WHAT YOU WILL DO:
Search the entries for the word "source". Copy each line in which it is found.

DATA PROVIDED:
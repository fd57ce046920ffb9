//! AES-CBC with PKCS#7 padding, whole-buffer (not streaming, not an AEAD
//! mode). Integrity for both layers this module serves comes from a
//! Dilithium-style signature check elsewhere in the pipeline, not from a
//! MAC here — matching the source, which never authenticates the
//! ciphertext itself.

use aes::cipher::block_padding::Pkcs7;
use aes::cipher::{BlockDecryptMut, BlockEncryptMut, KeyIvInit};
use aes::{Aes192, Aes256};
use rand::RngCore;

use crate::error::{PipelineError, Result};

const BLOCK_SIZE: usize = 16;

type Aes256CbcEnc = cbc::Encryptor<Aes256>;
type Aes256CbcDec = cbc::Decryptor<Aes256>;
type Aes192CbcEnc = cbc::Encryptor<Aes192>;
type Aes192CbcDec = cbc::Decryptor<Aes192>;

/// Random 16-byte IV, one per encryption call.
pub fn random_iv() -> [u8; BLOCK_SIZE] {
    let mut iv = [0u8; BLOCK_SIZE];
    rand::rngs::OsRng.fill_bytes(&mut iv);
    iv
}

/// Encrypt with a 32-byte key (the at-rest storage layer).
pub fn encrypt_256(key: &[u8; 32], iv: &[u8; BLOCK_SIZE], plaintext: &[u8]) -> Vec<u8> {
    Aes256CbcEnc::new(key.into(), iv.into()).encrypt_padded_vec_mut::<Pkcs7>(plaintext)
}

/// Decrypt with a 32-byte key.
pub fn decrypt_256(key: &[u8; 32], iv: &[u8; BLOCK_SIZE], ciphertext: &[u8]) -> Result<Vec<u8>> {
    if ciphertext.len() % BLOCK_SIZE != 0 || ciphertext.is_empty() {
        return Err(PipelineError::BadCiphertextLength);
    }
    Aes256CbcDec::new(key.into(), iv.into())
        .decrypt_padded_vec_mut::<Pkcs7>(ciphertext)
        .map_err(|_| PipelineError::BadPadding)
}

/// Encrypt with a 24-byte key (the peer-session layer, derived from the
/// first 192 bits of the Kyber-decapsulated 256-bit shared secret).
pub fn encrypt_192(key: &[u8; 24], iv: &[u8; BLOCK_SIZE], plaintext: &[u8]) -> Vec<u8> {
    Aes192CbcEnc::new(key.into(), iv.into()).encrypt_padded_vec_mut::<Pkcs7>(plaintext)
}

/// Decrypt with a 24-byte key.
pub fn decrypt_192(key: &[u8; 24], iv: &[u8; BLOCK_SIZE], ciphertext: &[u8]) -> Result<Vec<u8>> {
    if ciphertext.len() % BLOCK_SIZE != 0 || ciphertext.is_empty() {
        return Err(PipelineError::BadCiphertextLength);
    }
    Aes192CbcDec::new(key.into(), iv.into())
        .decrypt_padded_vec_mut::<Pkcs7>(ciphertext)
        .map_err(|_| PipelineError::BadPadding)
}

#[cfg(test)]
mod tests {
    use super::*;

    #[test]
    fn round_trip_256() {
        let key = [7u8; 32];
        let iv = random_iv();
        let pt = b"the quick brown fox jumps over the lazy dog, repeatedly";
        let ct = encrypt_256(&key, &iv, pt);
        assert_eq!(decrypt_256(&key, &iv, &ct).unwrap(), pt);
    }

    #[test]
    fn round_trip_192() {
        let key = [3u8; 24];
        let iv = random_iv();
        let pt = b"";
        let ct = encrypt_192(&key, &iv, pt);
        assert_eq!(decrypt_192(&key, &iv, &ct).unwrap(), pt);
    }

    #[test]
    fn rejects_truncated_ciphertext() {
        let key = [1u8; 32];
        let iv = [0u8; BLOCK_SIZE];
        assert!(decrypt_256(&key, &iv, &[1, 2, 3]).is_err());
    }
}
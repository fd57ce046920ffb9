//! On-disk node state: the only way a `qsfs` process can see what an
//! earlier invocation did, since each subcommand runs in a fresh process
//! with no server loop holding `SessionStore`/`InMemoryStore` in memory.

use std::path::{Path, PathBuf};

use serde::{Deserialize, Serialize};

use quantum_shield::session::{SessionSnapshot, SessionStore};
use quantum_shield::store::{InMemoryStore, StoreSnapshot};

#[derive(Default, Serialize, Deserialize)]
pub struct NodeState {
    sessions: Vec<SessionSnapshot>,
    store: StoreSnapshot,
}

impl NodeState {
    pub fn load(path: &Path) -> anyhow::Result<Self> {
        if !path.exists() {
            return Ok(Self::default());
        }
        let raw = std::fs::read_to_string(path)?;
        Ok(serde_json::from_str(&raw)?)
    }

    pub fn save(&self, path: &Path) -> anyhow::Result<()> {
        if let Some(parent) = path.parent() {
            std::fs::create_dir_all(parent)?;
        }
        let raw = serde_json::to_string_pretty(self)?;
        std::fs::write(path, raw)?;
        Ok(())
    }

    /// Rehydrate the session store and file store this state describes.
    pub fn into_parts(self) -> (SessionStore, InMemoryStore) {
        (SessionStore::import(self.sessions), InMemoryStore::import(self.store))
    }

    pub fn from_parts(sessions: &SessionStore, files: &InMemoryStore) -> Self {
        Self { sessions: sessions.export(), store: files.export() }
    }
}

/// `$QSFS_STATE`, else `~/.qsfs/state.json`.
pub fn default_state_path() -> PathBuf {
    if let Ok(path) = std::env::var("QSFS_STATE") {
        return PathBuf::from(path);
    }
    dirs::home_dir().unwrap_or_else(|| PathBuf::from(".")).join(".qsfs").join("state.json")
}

==

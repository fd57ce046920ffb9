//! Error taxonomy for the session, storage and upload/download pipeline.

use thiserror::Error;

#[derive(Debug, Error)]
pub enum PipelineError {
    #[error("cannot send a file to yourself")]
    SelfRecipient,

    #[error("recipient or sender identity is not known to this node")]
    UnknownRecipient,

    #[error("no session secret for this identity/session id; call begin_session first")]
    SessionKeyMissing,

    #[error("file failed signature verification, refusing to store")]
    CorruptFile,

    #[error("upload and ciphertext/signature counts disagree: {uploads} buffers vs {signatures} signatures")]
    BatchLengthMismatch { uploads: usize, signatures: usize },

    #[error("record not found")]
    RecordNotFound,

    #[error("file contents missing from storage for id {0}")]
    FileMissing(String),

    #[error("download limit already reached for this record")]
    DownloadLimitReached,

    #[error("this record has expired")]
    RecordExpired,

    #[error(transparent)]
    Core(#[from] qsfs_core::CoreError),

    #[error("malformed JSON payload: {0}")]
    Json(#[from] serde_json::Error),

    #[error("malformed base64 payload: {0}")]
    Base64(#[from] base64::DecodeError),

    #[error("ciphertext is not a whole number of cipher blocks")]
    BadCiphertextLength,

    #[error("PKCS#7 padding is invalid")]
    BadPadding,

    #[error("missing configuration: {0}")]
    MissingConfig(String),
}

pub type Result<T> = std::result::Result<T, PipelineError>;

--

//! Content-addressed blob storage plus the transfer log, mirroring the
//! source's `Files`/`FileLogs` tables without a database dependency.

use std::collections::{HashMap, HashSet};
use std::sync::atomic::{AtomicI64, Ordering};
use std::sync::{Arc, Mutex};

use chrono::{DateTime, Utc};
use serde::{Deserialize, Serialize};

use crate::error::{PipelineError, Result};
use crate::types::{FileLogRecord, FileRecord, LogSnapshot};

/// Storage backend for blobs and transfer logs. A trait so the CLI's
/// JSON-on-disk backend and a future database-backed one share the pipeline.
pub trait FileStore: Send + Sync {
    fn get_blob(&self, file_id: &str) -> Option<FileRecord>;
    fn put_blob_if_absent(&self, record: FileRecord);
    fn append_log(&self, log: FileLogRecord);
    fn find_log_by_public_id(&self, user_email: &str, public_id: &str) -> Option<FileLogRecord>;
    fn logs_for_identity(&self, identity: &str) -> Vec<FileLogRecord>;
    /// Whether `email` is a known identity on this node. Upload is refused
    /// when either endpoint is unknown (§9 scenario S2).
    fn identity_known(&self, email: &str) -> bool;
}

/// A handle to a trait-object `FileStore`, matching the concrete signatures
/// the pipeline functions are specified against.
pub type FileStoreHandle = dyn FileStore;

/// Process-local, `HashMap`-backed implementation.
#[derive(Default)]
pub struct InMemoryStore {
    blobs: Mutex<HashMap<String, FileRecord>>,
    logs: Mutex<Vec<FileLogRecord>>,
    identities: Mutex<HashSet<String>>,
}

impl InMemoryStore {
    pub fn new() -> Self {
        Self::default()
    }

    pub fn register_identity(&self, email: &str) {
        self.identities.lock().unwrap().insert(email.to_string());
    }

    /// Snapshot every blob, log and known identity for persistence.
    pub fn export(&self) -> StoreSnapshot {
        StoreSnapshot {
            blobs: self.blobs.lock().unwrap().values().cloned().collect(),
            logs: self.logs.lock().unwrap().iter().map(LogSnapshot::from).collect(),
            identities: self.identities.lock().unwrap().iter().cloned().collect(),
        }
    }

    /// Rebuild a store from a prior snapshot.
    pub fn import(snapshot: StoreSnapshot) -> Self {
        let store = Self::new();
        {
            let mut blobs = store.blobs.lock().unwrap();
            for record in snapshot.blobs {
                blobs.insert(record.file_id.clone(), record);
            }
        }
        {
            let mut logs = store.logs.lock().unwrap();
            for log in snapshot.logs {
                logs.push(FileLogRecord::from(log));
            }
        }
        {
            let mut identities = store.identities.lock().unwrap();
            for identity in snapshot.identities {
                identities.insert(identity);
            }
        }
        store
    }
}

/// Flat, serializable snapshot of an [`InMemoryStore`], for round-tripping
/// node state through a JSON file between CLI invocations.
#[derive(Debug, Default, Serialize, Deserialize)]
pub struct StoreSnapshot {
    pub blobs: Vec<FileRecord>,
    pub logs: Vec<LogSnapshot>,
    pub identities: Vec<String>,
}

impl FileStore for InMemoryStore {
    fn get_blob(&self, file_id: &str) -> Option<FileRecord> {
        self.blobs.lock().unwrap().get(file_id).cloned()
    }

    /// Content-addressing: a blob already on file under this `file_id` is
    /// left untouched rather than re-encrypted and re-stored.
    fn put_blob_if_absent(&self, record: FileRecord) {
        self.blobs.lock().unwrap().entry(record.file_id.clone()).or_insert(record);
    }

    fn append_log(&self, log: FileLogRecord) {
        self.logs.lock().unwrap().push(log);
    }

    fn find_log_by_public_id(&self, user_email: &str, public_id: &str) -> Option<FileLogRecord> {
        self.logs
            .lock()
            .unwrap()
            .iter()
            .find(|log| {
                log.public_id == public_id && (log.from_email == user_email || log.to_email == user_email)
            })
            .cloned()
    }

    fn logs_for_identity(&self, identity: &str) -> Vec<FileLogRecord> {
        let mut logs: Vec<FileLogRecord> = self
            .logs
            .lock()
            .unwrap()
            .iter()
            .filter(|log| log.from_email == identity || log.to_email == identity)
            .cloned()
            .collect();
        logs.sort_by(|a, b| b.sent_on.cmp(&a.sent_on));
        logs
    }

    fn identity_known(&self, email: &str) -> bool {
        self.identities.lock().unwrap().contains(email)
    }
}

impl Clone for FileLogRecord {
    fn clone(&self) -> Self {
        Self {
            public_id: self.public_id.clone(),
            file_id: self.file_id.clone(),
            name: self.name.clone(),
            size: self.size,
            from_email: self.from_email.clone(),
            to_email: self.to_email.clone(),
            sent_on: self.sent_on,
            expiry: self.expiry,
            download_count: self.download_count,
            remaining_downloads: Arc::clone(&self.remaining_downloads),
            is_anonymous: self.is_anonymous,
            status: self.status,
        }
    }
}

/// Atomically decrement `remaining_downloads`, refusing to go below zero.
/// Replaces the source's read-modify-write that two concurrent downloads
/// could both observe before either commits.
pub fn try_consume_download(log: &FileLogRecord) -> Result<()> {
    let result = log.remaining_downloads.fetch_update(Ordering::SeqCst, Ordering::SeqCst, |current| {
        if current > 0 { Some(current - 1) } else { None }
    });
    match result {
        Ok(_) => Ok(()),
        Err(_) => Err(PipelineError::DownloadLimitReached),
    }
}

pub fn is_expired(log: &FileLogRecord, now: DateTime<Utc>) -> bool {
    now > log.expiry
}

EXERCISE RESULT:
//! MAC here — matching the source, which never authenticates the
//! source's `Files`/`FileLogs` tables without a database dependency.
/// Replaces the source's read-modify-write that two concurrent downloads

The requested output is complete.